Our experimental system defines an adaptive landscape in which selection for limited resources during growth is modeled using Lotka-Volterra equations (Gotelli, 1998),

\begin{array}{l} \frac{d m}{d t} = r_{m} m (1 - m - w) \\ \frac{d w}{d t} = r_{w} w (1 - m - w) \end{array}

where $m$ and $w$ are the population sizes for the mutant and wildtype normalized to their common carrying capacity, and $r_{m}$ and $r_{w}$ are their respective intrinsic rates of growth. The selection after 11.5 hr of growth, defined as $s_{g} = L o g_{e} (m_{11.5} / w_{11.5}) - L o g_{e} (m_{0} / w_{0})$ , is determined by numerical integration of the Lotka-Volterra equations. The selection after chemotaxis is $s_{c} = L o g_{e} (m_{12} / w_{12}) - L o g_{e} (m_{11.5} / w_{11.5}) = 0.5 (c_{m} - c_{w})$ in which $c_{m} - c_{w}$ is the difference in chemotactic ability (this difference is equivalent to the difference in growth rates $(r_{m} - r_{w})$ as populations increase exponentially in both situations [Adler, 1973]). There are approximately 11 population doublings (generations) per growth cycle (effectively a 2048-fold dilution into fresh growth medium at the beginning of each growth cycle). Relative fitness of the mutant to wildtype is

w = (s_{g} + s_{c}) / 12

Plotting $w$ as a function of the differences in the rates of growth $(r_{m} - r_{w})$ and chemotaxis $(c_{m} - c_{w})$ produces an adaptive surface (Figure 1b) whose curvature is attributable to the deceleration in growth rates as the cultures approach the carrying capacity (Figure 1c). Projecting a hypothetical Pareto front (representing the limit where trade-offs force phenotypes to become tightly negatively correlated) onto the surface produces a maximum. The existence of the trade-off and the location of the Pareto front must be determined empirically. Cultures evolving towards the adaptive peak (red dot, Figure 1b) show that natural selection maximizes fitness in the face of a trade-off.
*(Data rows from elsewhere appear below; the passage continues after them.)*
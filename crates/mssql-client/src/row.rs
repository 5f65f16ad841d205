//! Rows and column descriptions.
//!
//! Cells are decoded once when the ROW token is read, so a [`Row`] owns
//! plain [`SqlValue`]s and shares its column list with every other row of
//! the same result set.

use std::sync::Arc;

use mssql_types::{FromSql, SqlValue, TypeError};
use tds_protocol::{ColumnData, TypeInfo};

/// A result set column.
///
/// For encrypted columns the type is the plaintext type, since that is the
/// type of the values the caller sees.
#[derive(Debug, Clone, PartialEq)]
#[non_exhaustive]
pub struct Column {
    /// Column name, empty for unnamed expressions.
    pub name: String,
    /// Position in the result set.
    pub index: usize,
    /// Type descriptor.
    pub type_info: TypeInfo,
    /// Whether NULL is allowed.
    pub nullable: bool,
    /// Whether values arrive encrypted.
    pub encrypted: bool,
}

impl Column {
    /// Describe the column at `index` of a COLMETADATA token.
    #[must_use]
    pub fn from_metadata(index: usize, data: &ColumnData) -> Self {
        let type_info = data
            .crypto
            .as_ref()
            .map_or_else(|| data.type_info.clone(), |c| c.base_type.clone());
        Self {
            name: data.name.clone(),
            index,
            type_info,
            nullable: data.is_nullable(),
            encrypted: data.is_encrypted(),
        }
    }

    /// Upper-case type name, e.g. `NVARCHAR` or `VECTOR`.
    #[must_use]
    pub fn type_name(&self) -> &'static str {
        self.type_info.type_name()
    }

    /// Declaration, e.g. `nvarchar(max)` or `vector(3)`.
    #[must_use]
    pub fn decl_name(&self) -> String {
        self.type_info.decl_name()
    }

    /// Length in characters, bytes or dimensions, when the type has one.
    #[must_use]
    pub fn length(&self) -> Option<i64> {
        self.type_info.length()
    }

    /// Precision and scale for decimal types.
    #[must_use]
    pub fn precision_scale(&self) -> Option<(u8, u8)> {
        self.type_info.precision_scale()
    }
}

/// A decoded row.
#[derive(Clone)]
pub struct Row {
    columns: Arc<[Column]>,
    values: Vec<SqlValue>,
}

impl Row {
    pub(crate) fn new(columns: Arc<[Column]>, values: Vec<SqlValue>) -> Self {
        debug_assert_eq!(columns.len(), values.len());
        Self { columns, values }
    }

    /// Convert the cell at `index`.
    pub fn get<T: FromSql>(&self, index: usize) -> Result<T, TypeError> {
        let value = self.values.get(index).ok_or(TypeError::OutOfRange {
            target_type: "column index",
        })?;
        T::from_sql(value)
    }

    /// Convert the cell of the first column named `name`.
    ///
    /// Names compare case-insensitively, as SQL Server does by default.
    pub fn get_by_name<T: FromSql>(&self, name: &str) -> Result<T, TypeError> {
        let index = self.position(name).ok_or(TypeError::OutOfRange {
            target_type: "column name",
        })?;
        self.get(index)
    }

    /// Convert, mapping any failure to `None`.
    pub fn try_get<T: FromSql>(&self, index: usize) -> Option<T> {
        self.get(index).ok()
    }

    /// The raw value at `index`.
    #[must_use]
    pub fn get_raw(&self, index: usize) -> Option<&SqlValue> {
        self.values.get(index)
    }

    /// Whether the cell at `index` is NULL. Out-of-range indexes are NULL.
    #[must_use]
    pub fn is_null(&self, index: usize) -> bool {
        self.values.get(index).is_none_or(SqlValue::is_null)
    }

    /// Number of columns.
    #[must_use]
    pub fn len(&self) -> usize {
        self.values.len()
    }

    /// Whether the row has no columns.
    #[must_use]
    pub fn is_empty(&self) -> bool {
        self.values.is_empty()
    }

    /// Column descriptions.
    #[must_use]
    pub fn columns(&self) -> &[Column] {
        &self.columns
    }

    /// Consume the row, returning its values.
    #[must_use]
    pub fn into_values(self) -> Vec<SqlValue> {
        self.values
    }

    fn position(&self, name: &str) -> Option<usize> {
        self.columns
            .iter()
            .position(|c| c.name.eq_ignore_ascii_case(name))
    }
}

impl std::fmt::Debug for Row {
    fn fmt(&self, f: &mut std::fmt::Formatter<'_>) -> std::fmt::Result {
        let mut map = f.debug_map();
        for (column, value) in self.columns.iter().zip(&self.values) {
            map.entry(&column.name, value);
        }
        map.finish()
    }
}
Evolutionary trajectories across this landscape are characterized by three phases. Figure 2a depicts a typical trajectory (see Figure 2—figure supplement 1 for additional data). During the first phase (weeks 1 and 2) substantial increases in chemotactic ability and fitness occur (ANOVA, p<0.0001; p<0.0001); few isolates have changed growth rates. Therefore no trade-off is present. Control experiments without chemotaxis select for improved growth rates (p=0.0022, Figure 2—figure supplement 2). The selective gradient (Lynch, 1998) (a measure of selective strength) along the growth axis is much steeper than along the chemotaxis axis (0.603 vs. 0.087, Materials and methods). Therefore, adaptation in the early phase is dominated by chemotaxis mutations of large phenotypic effect.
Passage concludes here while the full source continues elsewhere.